We work very hard not to glamorize weddings or to promote heterosexual marriage as the default. We never say things like, "When you get married..." or "When you are interested in boys..." We emphasize that dd can love whomever she chooses, male or female, that marriage is only one lifestyle choice out of many, and that she might choose not to be partnered at all. She sees many different kinds of families in her life--childless couples, gay couples, interracial couples, single-parent households--and we make sure that a diversity of families are also represented in the books she reads. I of course want her to grow up into happy and healthy relationships, however those relationships look, but I don't want to give her the impression that one kind of relationship is more desirable or expected.

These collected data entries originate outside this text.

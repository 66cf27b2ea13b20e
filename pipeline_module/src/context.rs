//! Long-lived collaborators shared by the driver and the handlers.

use std::sync::Arc;

use reqwest::Client;
use send_emails_module::{MailTransport, PostalClient};
use tracing::info;

use crate::completion::CompletionClient;
use crate::service::{BoxError, ServiceConfig};

/// Opened once at startup and passed around by `Arc`.
pub struct ServiceContext {
    http: Client,
    transport: Arc<dyn MailTransport>,
    completion: CompletionClient,
}

impl ServiceContext {
    pub fn open(config: &ServiceConfig) -> Result<Self, BoxError> {
        let http = Client::builder().timeout(config.http_timeout).build()?;
        let transport: Arc<dyn MailTransport> = Arc::new(PostalClient::new(
            http.clone(),
            config.postal_api_url.clone(),
            config.postal_api_key.clone(),
        ));
        let completion = CompletionClient::new(
            http.clone(),
            config.openai_api_url.clone(),
            config.completion_model.clone(),
            config.openai_api_key.clone(),
        );
        info!(
            "service context opened: postal={}, model={}",
            config.postal_api_url,
            completion.model()
        );
        Ok(Self::from_parts(http, transport, completion))
    }

    pub fn from_parts(
        http: Client,
        transport: Arc<dyn MailTransport>,
        completion: CompletionClient,
    ) -> Self {
        Self {
            http,
            transport,
            completion,
        }
    }

    pub fn http(&self) -> &Client {
        &self.http
    }

    pub fn transport(&self) -> Arc<dyn MailTransport> {
        self.transport.clone()
    }

    pub fn completion(&self) -> &CompletionClient {
        &self.completion
    }

    /// Connections are pooled inside the client; closing only marks the end
    /// of the context's lifetime in the logs.
    pub fn close(&self) {
        info!("service context closed");
    }
}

While I agree that glamorizing weddings isn't the best way to go, because it's just the beginning of a relationship that takes hard work, but since we are Bible students and believe that God has the right to tell us how to live and be happy, we will make it clear that His arrangement was that men and women marry and have children. Others can make their own decisions, but we support the moral code that is in the Bible.

I do think that the wedding hype is getting out of control. I can't imagine spending over 1000$ on a wedding dress, and I LOVE to dress up. Now, on TV, if you go into a shop with a budget less than 2000$ they act as if there is NOTHING that is going to work for that amount of money. It's a little ridiculous.